→ **Task to complete**
Find each line below containing the word "that" and copy it.

---------- Record excerpts ----------

pub mod assistant;
pub mod context;
pub mod domain;
pub mod matcher;
pub mod modes;
pub mod ports;
pub mod session_store;
pub mod summarizer;

pub use assistant::{Assistant, UploadedFile};
pub use domain::{
    AnswerResult, AnswerSource, DocType, Document, DocumentBullets, DocumentSummary,
    EmbeddedImage, ExplanationSource, MatchedPage, Mode, ModeDocumentResult, ModeExplanation,
    Page, QuestionHit, ScreenshotAnswer, Session, SessionStatus, VisionAnalysis,
    VisionModeDocumentResult,
};
pub use ports::{
    DocumentExtractor, OcrService, PortError, PortResult, TextModelService, VisionModelService,
};
pub use session_store::{Clock, SessionStore, SystemClock};
//! services/api/src/web/vision.rs
//!
//! Axum handlers for the Vision Tutor: document upload and listing, session
//! deletion and screenshot questions.

use crate::error::port_error_response;
use crate::web::{
    form::FormData,
    protocol::{DeleteSessionResponse, DocumentsResponse, VisionAskResponse},
    state::AppState,
};
use axum::{
    extract::{Multipart, Path, State},
    http::StatusCode,
    response::{IntoResponse, Json},
};
use insighthub_core::UploadedFile;
use serde_json::json;
use std::sync::Arc;
use tracing::{error, info};

fn require_session_id(session_id: &str) -> Result<(), (StatusCode, String)> {
    if session_id.trim().is_empty() {
        Err((StatusCode::BAD_REQUEST, "Missing session_id".to_string()))
    } else {
        Ok(())
    }
}

/// Verify the Vision Tutor backend is reachable.
#[utoipa::path(
    get,
    path = "/vision/test",
    responses((status = 200, description = "Backend is reachable"))
)]
pub async fn vision_test_handler() -> impl IntoResponse {
    Json(json!({ "message": "Vision Tutor backend — connected", "status": "ok" }))
}

/// Upload one or more documents into a session.
///
/// Each file is split into pages (PDF), slides (PPTX) or chunks (DOCX) and
/// stored in memory for the session.
#[utoipa::path(
    post,
    path = "/vision/session/{session_id}/documents",
    request_body(content_type = "multipart/form-data", description = "One or more `files` parts (PDF/PPTX/DOCX/JPG/PNG)."),
    params(("session_id" = String, Path, description = "Caller-chosen session id.")),
    responses(
        (status = 200, description = "Documents stored", body = DocumentsResponse),
        (status = 400, description = "Missing files, empty file or unsupported type")
    )
)]
pub async fn upload_documents_handler(
    State(app_state): State<Arc<AppState>>,
    Path(session_id): Path<String>,
    multipart: Multipart,
) -> Result<impl IntoResponse, (StatusCode, String)> {
    require_session_id(&session_id)?;
    let mut form = FormData::read(multipart).await?;
    let files: Vec<UploadedFile> = form
        .take_files("files")
        .into_iter()
        .map(|f| UploadedFile {
            filename: if f.filename.trim().is_empty() {
                "uploaded".to_string()
            } else {
                f.filename
            },
            content: f.content,
        })
        .collect();

    let documents = app_state
        .assistant
        .upload_documents(&session_id, files)
        .await
        .map_err(|e| {
            error!("Upload to session {} failed: {}", session_id, e);
            port_error_response(e)
        })?;
    info!("Uploaded {} document(s) to session {}.", documents.len(), session_id);
    Ok(Json(DocumentsResponse::new(&session_id, documents)))
}

/// List the documents stored in a session.
#[utoipa::path(
    get,
    path = "/vision/session/{session_id}/documents",
    params(("session_id" = String, Path, description = "Session id.")),
    responses((status = 200, description = "Documents in the session", body = DocumentsResponse))
)]
pub async fn list_documents_handler(
    State(app_state): State<Arc<AppState>>,
    Path(session_id): Path<String>,
) -> Result<impl IntoResponse, (StatusCode, String)> {
    require_session_id(&session_id)?;
    let documents = app_state
        .assistant
        .list_documents(&session_id)
        .map_err(port_error_response)?;
    Ok(Json(DocumentsResponse::new(&session_id, documents)))
}

/// Ask a question about a screenshot, grounded in the selected documents.
#[utoipa::path(
    post,
    path = "/vision/session/{session_id}/ask",
    request_body(content_type = "multipart/form-data", description = "`query`, one or more `selected_doc_ids`, and an `image` file."),
    params(("session_id" = String, Path, description = "Session id.")),
    responses(
        (status = 200, description = "Answer and matched pages", body = VisionAskResponse),
        (status = 400, description = "Missing query, image or document selection")
    )
)]
pub async fn vision_ask_handler(
    State(app_state): State<Arc<AppState>>,
    Path(session_id): Path<String>,
    multipart: Multipart,
) -> Result<impl IntoResponse, (StatusCode, String)> {
    require_session_id(&session_id)?;
    let mut form = FormData::read(multipart).await?;
    let query = form.required("query")?.to_string();
    let selected_doc_ids = form.texts("selected_doc_ids");
    let image = form
        .take_files("image")
        .into_iter()
        .next()
        .map(|f| f.content)
        .unwrap_or_default();

    let answer = app_state
        .assistant
        .ask_screenshot(&session_id, &query, &selected_doc_ids, &image)
        .await
        .map_err(port_error_response)?;
    Ok(Json(VisionAskResponse::from(answer)))
}

/// Delete a session and all of its stored documents.
#[utoipa::path(
    delete,
    path = "/vision/session/{session_id}",
    params(("session_id" = String, Path, description = "Session id.")),
    responses((status = 200, description = "Whether a session was removed", body = DeleteSessionResponse))
)]
pub async fn delete_session_handler(
    State(app_state): State<Arc<AppState>>,
    Path(session_id): Path<String>,
) -> Result<impl IntoResponse, (StatusCode, String)> {
    require_session_id(&session_id)?;
    let deleted = app_state
        .assistant
        .delete_session(&session_id)
        .map_err(port_error_response)?;
    Ok(Json(DeleteSessionResponse {
        session_id,
        deleted,
    }))
}
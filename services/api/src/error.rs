//! services/api/src/error.rs
//!
//! Defines the primary error type for the entire API service and the mapping
//! from core errors to HTTP responses.

use crate::config::ConfigError;
use axum::http::StatusCode;
use insighthub_core::ports::PortError;

/// The primary error type for the `api` service.
#[derive(Debug, thiserror::Error)]
pub enum ApiError {
    /// Represents an error that occurred during configuration loading.
    #[error("Configuration error: {0}")]
    Config(#[from] ConfigError),

    /// Represents an error that propagated up from one of the core service ports.
    #[error("Service Port Error: {0}")]
    Port(#[from] PortError),

    /// Represents a standard Input/Output error (e.g., binding to a network socket).
    #[error("IO error: {0}")]
    Io(#[from] std::io::Error),

    /// A catch-all for any other unexpected errors.
    #[error("An unexpected internal error occurred: {0}")]
    Internal(String),
}

/// The HTTP status for a core error. Client mistakes are 400s.
pub fn status_for(err: &PortError) -> StatusCode {
    match err {
        PortError::InvalidArgument(_) | PortError::NotFound(_) | PortError::Extraction(_) => {
            StatusCode::BAD_REQUEST
        }
        PortError::Model(_) => StatusCode::BAD_GATEWAY,
        PortError::Ocr(_) | PortError::Unexpected(_) => StatusCode::INTERNAL_SERVER_ERROR,
    }
}

/// Converts a core error into the `(status, message)` pair handlers return.
pub fn port_error_response(err: PortError) -> (StatusCode, String) {
    let status = status_for(&err);
    let message = match err {
        PortError::InvalidArgument(m)
        | PortError::NotFound(m)
        | PortError::Extraction(m) => m,
        other => other.to_string(),
    };
    (status, message)
}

----------

→ **Exercise solution**
    /// Represents an error that occurred during configuration loading.
    /// Represents an error that propagated up from one of the core service ports.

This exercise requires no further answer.